Pitfall traps were used to capture ground-surface arthropods. These traps were plastic containers, 15 cm diameter and 12 cm deep, buried in the ground so that the top of the trap was level with the ground surface. A soapy liquid (250 ml) was placed in each trap, and a trap was placed at the end of the middle row of each plot. At weekly intervals, trap contents were removed, transported to the laboratory, and filtered for captured arthropods. Those captured were rinsed and placed in vials of 70% ethyl alcohol for eventual identification (Rose and Dively 2007). The liquid in each trap was replaced following the collections.
Plant foliage in the four center rows of each plot also was swept with 10 double sweeps using a 38-cm-diameter sweep net over the plants to collect fast-flying insects that were not attracted to traps. Specimens were placed in vials containing 70% alcohol and returned to the lab for further identification.
Collected predators were identified to family using Borror and White (1970), McAlpine et al. (1981, 1987), White (1987), Schuh and Slater (1995), Triplehorn and Johnson (2005), and Nájera and Souza (2010). Identification to the family level met the objective of the study to establish the effect of the GM technology on beneficial arthropods collectively, regardless of the species.
Once sorted, predator abundance was obtained, and richness, diversity, and uniformity of diversity were estimated and compared. Predator diversity was obtained using the Shannon–Wiener diversity index (H′) (Moreno 2001), which shows the diversity value for a population. The Margalef diversity index (Dmg) (Magurran 2004, Moreno 2001) was used to calculate predator richness. The uniformity of diversity as a heterogeneity measure of the Shannon–Wiener diversity index was estimated with the Pielou (J′) uniformity index that represents the uniformity of a population (Magurran 2004).
Predator abundance within the three types of sampling was analyzed with the Kruskal–Wallis (years 2011, 2013) nonparametric statistical test applied for three or more populations and the Mann–Whitney U test (2012) applied for two populations only, using Minitab18 statistical (Minitab Inc., State College, PA) software. These tests use data ranges of independent samples to test the hypothesis that samples come from populations of equal medians to detect differences between Bt and conventional corn insect populations.
Results
We collected a total of 17,626 predators representing nine taxonomic orders and 30 families. The preponderance of those collected were from orders Coleoptera, Hymenoptera, Hemiptera, and Diptera; our analyses were focused primarily on those groups.
At Oso Viejo in 2011, we collected 2,345 predators, with 834 (35.6%) from Agrisure 3000 GT, 740 (31.6%) from its conventional isoline, 439 (18.7%) from Agrisure Viptera 3110, and 332 (14.1%) from its conventional isoline (Table 1). These represented eight orders and 14 families (13 from Agrisure 3000 GT, 12 from its conventional hybrid, 9 from Agrisure Viptera 3110, 11 from its conventional hybrid). There were no significant differences in predator abundance between Agrisure 3000 GT and its conventional hybrid (P = 0.661), or between Agrisure Viptera 3110 and its non-GM hybrid (P = 0.305). There also were no statistical differences detected in mean numbers of predators between each GM hybrid and their respective non-GM lines with respect to sampling method (Table 2).

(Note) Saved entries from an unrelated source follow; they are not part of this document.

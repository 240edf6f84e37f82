use salon_scheduler_domain::{conversion_stats::ConversionStatsRow, ID};
use serde::{Deserialize, Serialize};

pub mod get_conversion_stats {
    use super::*;

    #[derive(Deserialize, Debug)]
    pub struct PathParams {
        pub tenant_id: ID,
    }

    #[derive(Deserialize, Serialize, Debug, Clone)]
    #[serde(rename_all = "camelCase")]
    pub struct QueryParams {
        pub channel: String,
        #[serde(rename = "type")]
        pub notification_type: String,
        #[serde(default)]
        pub from_ts: Option<i64>,
        #[serde(default)]
        pub to_ts: Option<i64>,
    }

    #[derive(Deserialize, Serialize, Debug, Clone)]
    #[serde(rename_all = "camelCase")]
    pub struct ConversionStatsDTO {
        pub template_id: Option<ID>,
        pub variant_key: String,
        pub sent_count: usize,
        pub failed_count: usize,
        pub unique_clients: usize,
        pub unique_appointments: usize,
        pub completed_count: usize,
        pub cancelled_count: usize,
        pub no_show_count: usize,
        pub completion_rate: f64,
        pub no_show_rate: f64,
    }

    impl ConversionStatsDTO {
        pub fn new(row: ConversionStatsRow) -> Self {
            Self {
                template_id: row.template_id,
                variant_key: row.variant_key,
                sent_count: row.sent_count,
                failed_count: row.failed_count,
                unique_clients: row.unique_clients,
                unique_appointments: row.unique_appointments,
                completed_count: row.completed_count,
                cancelled_count: row.cancelled_count,
                no_show_count: row.no_show_count,
                completion_rate: row.completion_rate,
                no_show_rate: row.no_show_rate,
            }
        }
    }

    #[derive(Deserialize, Serialize, Debug)]
    #[serde(rename_all = "camelCase")]
    pub struct APIResponse {
        pub from_ts: i64,
        pub to_ts: i64,
        pub stats: Vec<ConversionStatsDTO>,
    }

    impl APIResponse {
        pub fn new(from_ts: i64, to_ts: i64, rows: Vec<ConversionStatsRow>) -> Self {
            Self {
                from_ts,
                to_ts,
                stats: rows.into_iter().map(ConversionStatsDTO::new).collect(),
            }
        }
    }
}
mod inmemory;
mod postgres;

pub use inmemory::InMemoryNotificationTemplateRepo;
pub use postgres::PostgresNotificationTemplateRepo;
use salon_scheduler_domain::{NotificationTemplate, ID};

#[async_trait::async_trait]
pub trait INotificationTemplateRepo: Send + Sync {
    async fn insert(&self, template: &NotificationTemplate) -> anyhow::Result<()>;
    /// Templates of the given (channel, type) pair, active or not. `None` as the
    /// tenant selects the platform wide default set.
    async fn find(
        &self,
        tenant_id: Option<&ID>,
        channel: &str,
        notification_type: &str,
    ) -> anyhow::Result<Vec<NotificationTemplate>>;
}
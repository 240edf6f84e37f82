use salon_scheduler_domain::{Resource, Service, Tenant, Time, Weekday, WorkingHours};
use salon_scheduler_infra::SalonContext;
use salon_scheduler_sdk::ClientIdentity;

/// Friday 2030-05-10 00:00 UTC
pub const FRIDAY: i64 = 1904601600000;
pub const HOUR: i64 = 1000 * 60 * 60;

pub struct Salon {
    pub tenant: Tenant,
    pub resource: Resource,
    pub service: Service,
}

/// A tenant in UTC with one resource working 10:00 - 20:00 on weekdays and
/// a 60 minute haircut
pub async fn create_salon(ctx: &SalonContext) -> Salon {
    let tenant = Tenant::new("Studio Nord");
    ctx.repos.tenants.insert(&tenant).await.unwrap();
    let working_hours = vec![
        Weekday::Mon,
        Weekday::Tue,
        Weekday::Wed,
        Weekday::Thu,
        Weekday::Fri,
    ]
    .into_iter()
    .map(|day| WorkingHours::new(day, Time::new(10, 0), Time::new(20, 0)))
    .collect();
    let resource = Resource::new(tenant.id.clone(), "Anna", working_hours);
    ctx.repos.resources.insert(&resource).await.unwrap();
    let service = Service::new(tenant.id.clone(), "Haircut", 60);
    ctx.repos.services.insert(&service).await.unwrap();

    Salon {
        tenant,
        resource,
        service,
    }
}

pub fn phone_client(phone: &str) -> ClientIdentity {
    ClientIdentity {
        name: Some("Kari".into()),
        phone: Some(phone.into()),
        channel: None,
    }
}
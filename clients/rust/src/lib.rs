mod appointment;
mod base;
mod inbound;
mod notification;
mod slots;
mod status;

use appointment::AppointmentClient;
pub use appointment::{
    AppointmentInput, CreateAppointmentInput, RescheduleAppointmentInput,
    UpdateAppointmentStatusInput,
};
pub(crate) use base::BaseClient;
pub use base::{APIError, APIResponse};
use inbound::InboundClient;
pub use inbound::InboundBookingInput;
use notification::NotificationClient;
pub use notification::GetConversionStatsInput;
pub use salon_scheduler_api_structs::dtos::*;
pub use salon_scheduler_api_structs::get_available_slots::SlotDTO as Slot;
pub use salon_scheduler_api_structs::get_conversion_stats::ConversionStatsDTO as ConversionStats;
pub use salon_scheduler_domain::{
    AppointmentStatus, ChannelIdentity, ClientIdentity, ReminderJobStatus, ID,
};
use slots::SlotsClient;
pub use slots::GetAvailableSlotsInput;
use status::StatusClient;
use std::sync::Arc;

// Domain
pub use salon_scheduler_api_structs::dtos::AppointmentDTO as Appointment;
pub use salon_scheduler_api_structs::dtos::ReminderJobDTO as ReminderJob;

pub use salon_scheduler_domain::Tz;

/// Salon Scheduler Server SDK
///
/// The SDK contains methods for interacting with the Salon Scheduler server
/// API.
#[derive(Clone)]
pub struct SalonSDK {
    pub appointment: AppointmentClient,
    pub inbound: InboundClient,
    pub notification: NotificationClient,
    pub slots: SlotsClient,
    pub status: StatusClient,
}

impl SalonSDK {
    pub fn new(address: String) -> Self {
        let base = Arc::new(BaseClient::new(address));
        let appointment = AppointmentClient::new(base.clone());
        let inbound = InboundClient::new(base.clone());
        let notification = NotificationClient::new(base.clone());
        let slots = SlotsClient::new(base.clone());
        let status = StatusClient::new(base);

        Self {
            appointment,
            inbound,
            notification,
            slots,
            status,
        }
    }
}
mod config;
mod repos;
mod services;
mod system;

pub use config::Config;
use repos::Repos;
pub use repos::{AppointmentWrite, IReminderJobRepo, IServiceRepo, NotificationLogQuery};
pub use services::*;
use sqlx::migrate::MigrateError;
use sqlx::postgres::PgPoolOptions;
use std::sync::Arc;
pub use system::{ISys, RealSys, StaticTimeSys};
use tracing::info;

#[derive(Clone)]
pub struct SalonContext {
    pub repos: Repos,
    pub config: Config,
    pub sys: Arc<dyn ISys>,
    pub notifier: Arc<dyn INotificationTransport>,
}

struct ContextParams {
    pub postgres_connection_string: String,
}

fn create_notifier(config: &Config) -> Arc<dyn INotificationTransport> {
    match &config.notification_webhook_url {
        Some(url) => Arc::new(WebhookTransport::new(url.clone())),
        None => Arc::new(LoggingTransport {}),
    }
}

impl SalonContext {
    /// Context with inmemory repositories, the real clock and a transport
    /// that only logs
    pub fn create_inmemory() -> Self {
        let config = Config::new();
        Self {
            repos: Repos::create_inmemory(),
            notifier: create_notifier(&config),
            config,
            sys: Arc::new(RealSys {}),
        }
    }

    async fn create(params: ContextParams) -> Self {
        let repos = Repos::create_postgres(&params.postgres_connection_string)
            .await
            .expect("Postgres credentials must be set and valid");
        let config = Config::new();
        Self {
            repos,
            notifier: create_notifier(&config),
            config,
            sys: Arc::new(RealSys {}),
        }
    }
}

const PSQL_CONNECTION_STRING: &str = "DATABASE_URL";

/// Will setup the infrastructure context given the environment
pub async fn setup_context() -> SalonContext {
    match std::env::var(PSQL_CONNECTION_STRING) {
        Ok(postgres_connection_string) => {
            info!(
                "{} env var was provided. Going to use postgres.",
                PSQL_CONNECTION_STRING
            );
            SalonContext::create(ContextParams {
                postgres_connection_string,
            })
            .await
        }
        Err(_) => {
            info!(
                "{} env var was not provided. Going to use inmemory infra.",
                PSQL_CONNECTION_STRING
            );
            SalonContext::create_inmemory()
        }
    }
}

/// Runs the migrations against the database given by the environment
pub async fn run_migration() -> anyhow::Result<()> {
    let connection_string = std::env::var(PSQL_CONNECTION_STRING)
        .map_err(|_| anyhow::Error::msg(format!("{} env var to be present.", PSQL_CONNECTION_STRING)))?;
    let pool = PgPoolOptions::new()
        .max_connections(5)
        .connect(&connection_string)
        .await?;

    sqlx::migrate!()
        .run(&pool)
        .await
        .map_err(|e: MigrateError| anyhow::Error::new(e))
}
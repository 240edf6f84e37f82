mod cancel_appointment;
pub mod create_appointment;
mod get_appointment;
mod get_appointment_reminders;
mod reschedule_appointment;
mod subscribers;
mod update_appointment_status;

use actix_web::web;
use cancel_appointment::cancel_appointment_controller;
use create_appointment::create_appointment_controller;
use get_appointment::get_appointment_controller;
use get_appointment_reminders::get_appointment_reminders_controller;
use reschedule_appointment::reschedule_appointment_controller;
use update_appointment_status::update_appointment_status_controller;

pub fn configure_routes(cfg: &mut web::ServiceConfig) {
    cfg.route(
        "/tenants/{tenant_id}/appointments",
        web::post().to(create_appointment_controller),
    );
    cfg.route(
        "/tenants/{tenant_id}/appointments/{appointment_id}",
        web::get().to(get_appointment_controller),
    );
    cfg.route(
        "/tenants/{tenant_id}/appointments/{appointment_id}/cancel",
        web::post().to(cancel_appointment_controller),
    );
    cfg.route(
        "/tenants/{tenant_id}/appointments/{appointment_id}/status",
        web::put().to(update_appointment_status_controller),
    );
    cfg.route(
        "/tenants/{tenant_id}/appointments/{appointment_id}/reschedule",
        web::post().to(reschedule_appointment_controller),
    );
    cfg.route(
        "/tenants/{tenant_id}/appointments/{appointment_id}/reminders",
        web::get().to(get_appointment_reminders_controller),
    );
}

The number of predators collected at Navolato, Sinaloa, in 2012 totaled 4,880 from all plots over the course of the test (Table 3). Of those, 2152 (44.1%) were collected from Agrisure 3000 GT, 585 (12%) from its conventional hybrid, 1,589 (32.6%) from Agrisure Viptera 3111, and 554 (11.3%) from its conventional hybrid. These represented nine taxonomic orders and 20+ families. While more predators were collected from the two GM hybrids in comparison to their corresponding non-GM hybrids, these differences were not statistically significant (P = 0.749 for Agrisure 3000GT; P=0.461 for Agrisure Viptera 3111). Mean numbers of predators collected by respective sampling methods provided an indication of the abundance of predators relative to location within the plots (e.g., foliage canopy, ground surface, etc.) (Table 4).

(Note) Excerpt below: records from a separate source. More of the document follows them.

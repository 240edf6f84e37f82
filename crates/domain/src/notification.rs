use crate::{
    reminder::{REMINDER_1H, REMINDER_24H},
    shared::entity::{Entity, ID},
};
use serde::{Deserialize, Serialize};
use std::str::FromStr;

pub const DEFAULT_VARIANT_KEY: &str = "A";

/// One A/B variant of the text sent for a (channel, type) pair.
///
/// Templates without a `tenant_id` make up the platform wide default set.
#[derive(Debug, Clone, PartialEq)]
pub struct NotificationTemplate {
    pub id: ID,
    pub tenant_id: Option<ID>,
    pub channel: String,
    pub notification_type: String,
    pub variant_key: String,
    pub title: String,
    pub body: String,
    pub is_active: bool,
}

impl Entity for NotificationTemplate {
    fn id(&self) -> &ID {
        &self.id
    }
}

#[derive(Debug, Clone, Copy, PartialEq, Eq, Hash, Serialize, Deserialize)]
#[serde(rename_all = "snake_case")]
pub enum NotificationStatus {
    Sent,
    Failed,
}

impl NotificationStatus {
    pub fn as_str(&self) -> &'static str {
        match self {
            Self::Sent => "sent",
            Self::Failed => "failed",
        }
    }
}

impl FromStr for NotificationStatus {
    type Err = anyhow::Error;

    fn from_str(s: &str) -> Result<Self, Self::Err> {
        match s {
            "sent" => Ok(Self::Sent),
            "failed" => Ok(Self::Failed),
            _ => Err(anyhow::Error::msg(format!("Unknown notification status: {}", s))),
        }
    }
}

/// Append only record of a single delivery attempt
#[derive(Debug, Clone, PartialEq)]
pub struct NotificationLog {
    pub id: ID,
    pub tenant_id: ID,
    pub template_id: Option<ID>,
    pub variant_key: String,
    pub channel: String,
    pub notification_type: String,
    pub status: NotificationStatus,
    pub client_id: ID,
    pub appointment_id: Option<ID>,
    pub text: String,
    pub error: Option<String>,
    pub created: i64,
}

impl Entity for NotificationLog {
    fn id(&self) -> &ID {
        &self.id
    }
}

/// The template chosen for one client
#[derive(Debug, Clone, PartialEq)]
pub struct AssignedTemplate {
    pub template_id: Option<ID>,
    pub variant_key: String,
    pub title: String,
    pub body: String,
}

impl From<&NotificationTemplate> for AssignedTemplate {
    fn from(t: &NotificationTemplate) -> Self {
        Self {
            template_id: Some(t.id.clone()),
            variant_key: t.variant_key.clone(),
            title: t.title.clone(),
            body: t.body.clone(),
        }
    }
}

/// Active variants of the set ordered by variant key
fn variants<'a>(
    templates: &'a [NotificationTemplate],
    channel: &str,
    notification_type: &str,
) -> Vec<&'a NotificationTemplate> {
    let mut variants = templates
        .iter()
        .filter(|t| t.is_active && t.channel == channel && t.notification_type == notification_type)
        .collect::<Vec<_>>();
    variants.sort_by(|a, b| a.variant_key.cmp(&b.variant_key));
    variants
}

/// Picks the variant at `client_key mod n` among the tenant's active
/// variants, falling back to the default set and then to a built in text.
///
/// The choice is stable for a fixed client and a fixed variant set. Adding
/// or removing a variant can move clients to another variant.
pub fn assign_variant(
    tenant_templates: &[NotificationTemplate],
    default_templates: &[NotificationTemplate],
    channel: &str,
    notification_type: &str,
    client_key: u64,
) -> AssignedTemplate {
    for set in &[tenant_templates, default_templates] {
        let variants = variants(set, channel, notification_type);
        if !variants.is_empty() {
            let idx = (client_key % variants.len() as u64) as usize;
            return AssignedTemplate::from(variants[idx]);
        }
    }

    builtin_template(notification_type)
}

pub fn builtin_template(notification_type: &str) -> AssignedTemplate {
    let (title, body) = match notification_type {
        REMINDER_24H => (
            "Reminder 24 hours before",
            "Hi {clientName}! This is a reminder of your appointment tomorrow.\n\nDate: {date}\nTime: {time}\nService: {serviceName}\nWith: {resourceName}\n\nReply to this message if you need to reschedule or cancel.",
        ),
        REMINDER_1H => (
            "Reminder 1 hour before",
            "Hi {clientName}! Your appointment starts in about an hour.\n\nDate: {date}\nTime: {time}\nService: {serviceName}\nWith: {resourceName}\n\nReply to this message if you need to reschedule or cancel.",
        ),
        _ => (
            "Notification",
            "You have an appointment on {date} at {time}. Service: {serviceName}, with {resourceName}.",
        ),
    };

    AssignedTemplate {
        template_id: None,
        variant_key: DEFAULT_VARIANT_KEY.into(),
        title: title.into(),
        body: body.into(),
    }
}

#[derive(Debug, Clone, Default)]
pub struct TemplateVariables {
    pub client_name: Option<String>,
    pub service_name: Option<String>,
    pub resource_name: Option<String>,
    pub date: Option<String>,
    pub time: Option<String>,
    pub business_name: Option<String>,
}

/// Replaces every `{placeholder}` in the body, using a neutral word when a
/// value is missing
pub fn render_template(body: &str, vars: &TemplateVariables) -> String {
    let or = |value: &Option<String>, default: &str| value.clone().unwrap_or_else(|| default.to_string());
    let replacements = [
        ("{clientName}", or(&vars.client_name, "there")),
        ("{serviceName}", or(&vars.service_name, "your service")),
        ("{resourceName}", or(&vars.resource_name, "our staff")),
        ("{date}", or(&vars.date, "")),
        ("{time}", or(&vars.time, "")),
        ("{businessName}", or(&vars.business_name, "our salon")),
    ];

    replacements
        .iter()
        .fold(body.to_string(), |text, (placeholder, value)| {
            text.replace(placeholder, value)
        })
}
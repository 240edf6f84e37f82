use crate::{appointment::Appointment, shared::entity::ID};

/// An occupied interval `[start_ts, end_ts)` of a resource
#[derive(Debug, Clone, Copy, PartialEq, Eq)]
pub struct BusyInterval {
    pub start_ts: i64,
    pub end_ts: i64,
}

impl BusyInterval {
    pub fn new(start_ts: i64, end_ts: i64) -> Self {
        Self { start_ts, end_ts }
    }

    /// Extends the interval by the given millis on each side
    pub fn inflate(&self, before: i64, after: i64) -> Self {
        Self {
            start_ts: self.start_ts - before,
            end_ts: self.end_ts + after,
        }
    }

    pub fn overlaps(&self, start_ts: i64, end_ts: i64) -> bool {
        self.start_ts < end_ts && self.end_ts > start_ts
    }
}

impl From<&Appointment> for BusyInterval {
    fn from(a: &Appointment) -> Self {
        Self::new(a.start_ts, a.end_ts)
    }
}

/// Busy intervals of the active appointments, optionally ignoring one of them
pub fn busy_intervals(appointments: &[Appointment], exclude: Option<&ID>) -> Vec<BusyInterval> {
    appointments
        .iter()
        .filter(|a| a.is_active())
        .filter(|a| exclude.map(|id| a.id != *id).unwrap_or(true))
        .map(BusyInterval::from)
        .collect()
}

pub fn is_free(start_ts: i64, end_ts: i64, busy: &[BusyInterval]) -> bool {
    !busy.iter().any(|b| b.overlaps(start_ts, end_ts))
}

/// First active appointment overlapping `[start_ts, end_ts)`.
///
/// Appointments are expected to belong to a single resource. Terminal
/// appointments and the one with id `exclude` never conflict.
pub fn find_conflict<'a>(
    start_ts: i64,
    end_ts: i64,
    appointments: &'a [Appointment],
    exclude: Option<&ID>,
) -> Option<&'a Appointment> {
    appointments
        .iter()
        .filter(|a| a.is_active())
        .filter(|a| exclude.map(|id| a.id != *id).unwrap_or(true))
        .find(|a| a.start_ts < end_ts && a.end_ts > start_ts)
}

pub fn has_conflict(
    start_ts: i64,
    end_ts: i64,
    appointments: &[Appointment],
    exclude: Option<&ID>,
) -> bool {
    find_conflict(start_ts, end_ts, appointments, exclude).is_some()
}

We collected a total of 1,418 predators, representing seven orders and 20 families, at El Dorado in 2012, with 800 (56.4%) from the Agrisure Viptera 3111 plots and 618 (43.6%) from its conventional hybrid (Table 5). No significant differences were observed between the two hybrids in terms of overall predator abundance and abundance within each of the three sampling methods (Table 4) (P = 0.869).

In 2013, we collected a total of 4,541 predators at El Camalote (Table 6) and a total of 4,442 at Oso Viejo (Table 7). As in previous years, we saw no statistical significance among the treatments at either El Camalote (P= 0.863) or Oso Viejo (P = 0.999). Slightly higher numbers of predators were collected from Agrisure Viptera 3111 with sweep nets, pitfall traps, and sticky traps at El Camalote and with sweep nets and sticky traps at Oso Viejo (Table 8); however, these differences were not statistically significant.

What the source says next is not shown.